Funny movie quotes from The Great Dictator

 You can read the final speech from The Great Dictator, known as Look Up, Hannah

Trivia about The Great Dictator:

  • Charlie Chaplin got the idea when a friend, Alexander Korda, noted that his screen persona and Adolf Hitler looked somewhat similar. Chaplin later learned they were both born within a week of each other, roughly the same height and weight and both struggled in poverty until they reached great success in their respective fields. When Chaplin learned of Hitler’s policies of racial oppression and nationalist aggression, he acted this similarity as an inspiration to attack Hitler on film.
  • Charlie Chaplin stated that had he known the true extent of the Nazi atrocities, he “could not have made fun of their homicidal insanity.”
  • Production on the film started in 1937, when not nearly as many people believed Nazism was a menace as was the case when it was released in 1940.
  • The German spoken by the dictator is complete nonsense.
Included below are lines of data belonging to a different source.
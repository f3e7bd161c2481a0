//! Reproducible binary genetic algorithm engine.
//!
//! - **GA**: generational loop over `{0, 1}` genotypes with tournament or
//!   stochastic universal selection, two-point crossover, per-locus
//!   mutation with an optional adaptive rate, and single-slot elitism.
//!   Runs end on a generation cap, a stagnation timeout or a time limit.
//! - **QBF**: quadratic binary function instances as a ready-made objective.
//! - **Experiment**: the standard parameter variants and repeated-run batches
//!   used to compare them.
//!
//! Every run draws from one seeded RNG, so a seed and a configuration fully
//! determine the result when the time-based stop conditions do not fire.

pub mod experiment;
pub mod ga;
pub mod qbf;
pub mod random;
//! Binary encoding over any [`Evaluator`].
//!
//! Each locus says whether the corresponding domain element is part of the
//! solution. Decoding repairs the chromosome with
//! [`Evaluator::make_viable`], collects the loci set to `1` and evaluates
//! the resulting [`Solution`].

use super::chromosome::Chromosome;
use super::types::{Evaluator, GaProblem, Solution};
use rand::Rng;

/// Adapts an [`Evaluator`] to the [`GaProblem`] interface with a `{0, 1}`
/// alphabet and bit-flip mutation.
///
/// # Examples
///
/// ```
/// use u_bitga::ga::{BinaryProblem, GaConfig, GaRunner};
/// use u_bitga::qbf::Qbf;
///
/// let qbf = Qbf::parse("3  1 -2 0  1 1  -1").unwrap();
/// let problem = BinaryProblem::new(qbf);
/// let config = GaConfig::default()
///     .with_population_size(20)
///     .with_max_generations(50)
///     .with_mutation_rate(0.2)
///     .with_seed(1);
/// let result = GaRunner::run(&problem, &config).unwrap();
/// assert!(result.best_fitness >= 1.0);
/// ```
#[derive(Debug, Clone)]
pub struct BinaryProblem<E> {
    evaluator: E,
}

impl<E: Evaluator> BinaryProblem<E> {
    /// Wraps an evaluator.
    pub fn new(evaluator: E) -> Self {
        Self { evaluator }
    }

    /// The wrapped evaluator.
    pub fn evaluator(&self) -> &E {
        &self.evaluator
    }

    /// Consumes the problem, returning the evaluator.
    pub fn into_evaluator(self) -> E {
        self.evaluator
    }
}

impl<E: Evaluator> GaProblem for BinaryProblem<E> {
    fn chromosome_size(&self) -> usize {
        self.evaluator.domain_size()
    }

    fn create_chromosome<R: Rng>(&self, rng: &mut R) -> Chromosome {
        let genes = (0..self.chromosome_size())
            .map(|_| rng.random_range(0..2))
            .collect();
        Chromosome::new(genes)
    }

    fn decode(&self, chromosome: &mut Chromosome) -> Solution {
        self.evaluator.make_viable(chromosome);

        let mut solution = Solution::empty();
        solution.elements = chromosome
            .genes()
            .iter()
            .enumerate()
            .filter(|(_, &g)| g == 1)
            .map(|(locus, _)| locus)
            .collect();
        self.evaluator.evaluate(&mut solution);
        solution
    }

    fn mutate_gene(&self, chromosome: &mut Chromosome, locus: usize) {
        chromosome.flip(locus);
    }
}

#[cfg(test)]
mod tests {
    use super::*;
    use crate::random::create_rng;

    /// Sum of selected indices; repair forbids selecting element 0.
    struct IndexSum {
        n: usize,
    }

    impl Evaluator for IndexSum {
        fn domain_size(&self) -> usize {
            self.n
        }

        fn evaluate(&self, solution: &mut Solution) -> f64 {
            solution.cost = solution.elements.iter().sum::<usize>() as f64;
            solution.cost
        }

        fn make_viable(&self, chromosome: &mut Chromosome) {
            if chromosome.gene(0) == 1 {
                chromosome.set_gene(0, 0);
            }
        }
    }

    #[test]
    fn test_random_chromosome_is_binary_and_sized() {
        let problem = BinaryProblem::new(IndexSum { n: 50 });
        let mut rng = create_rng(42);
        for _ in 0..20 {
            let c = problem.create_chromosome(&mut rng);
            assert_eq!(c.len(), 50);
            assert!(c.genes().iter().all(|&g| g <= 1));
            assert_eq!(c.cached_fitness(), None);
        }
    }

    #[test]
    fn test_decode_repairs_then_collects_ones() {
        let problem = BinaryProblem::new(IndexSum { n: 5 });
        let mut c = Chromosome::new(vec![1, 0, 1, 1, 0]);
        let solution = problem.decode(&mut c);
        assert_eq!(c.genes(), &[0, 0, 1, 1, 0]);
        assert_eq!(solution.elements, vec![2, 3]);
        assert_eq!(solution.cost, 5.0);
    }

    #[test]
    fn test_cached_fitness_matches_repaired_genes() {
        let problem = BinaryProblem::new(IndexSum { n: 3 });
        let mut c = Chromosome::new(vec![1, 1, 1]);
        assert_eq!(c.fitness(&problem), 3.0);
        assert_eq!(c.genes(), &[0, 1, 1]);
        assert_eq!(c.cached_fitness(), Some(3.0));
    }

    #[test]
    fn test_evaluator_accessors() {
        let problem = BinaryProblem::new(IndexSum { n: 7 });
        assert_eq!(problem.evaluator().n, 7);
        assert_eq!(problem.chromosome_size(), 7);
        assert_eq!(problem.into_evaluator().domain_size(), 7);
    }

    #[test]
    fn test_mutate_gene_flips_and_invalidates() {
        let problem = BinaryProblem::new(IndexSum { n: 3 });
        let mut c = Chromosome::new(vec![0, 1, 0]);
        c.fitness(&problem);
        problem.mutate_gene(&mut c, 2);
        assert_eq!(c.genes(), &[0, 1, 1]);
        assert_eq!(c.cached_fitness(), None);
    }
}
The language in which the shop signs, posters, etc in the “Jewish” quarter are written is Esperanto, a language created in 1887 by Dr L.L. Zamenhof, a Polish Jew.
  • The scene where Chaplin dances with a globe had its origins in a 1928 home movie in which Chaplin also toyed with a globe in similar fashion.
  • In Spain, the film was banned until dictator Francisco Franco died, in 1975.
  • Chaplin said wearing Hynkel’s costume made him feel more aggressive, and those close to him remember him being more difficult to work with on days he was shooting as Hynkel.
  • Chaplin named Paulette Goddard’s character after his mother, Hannah Chaplin.
  • Chaplin accepted an invitation to perform the movie’s climactic speech on national radio.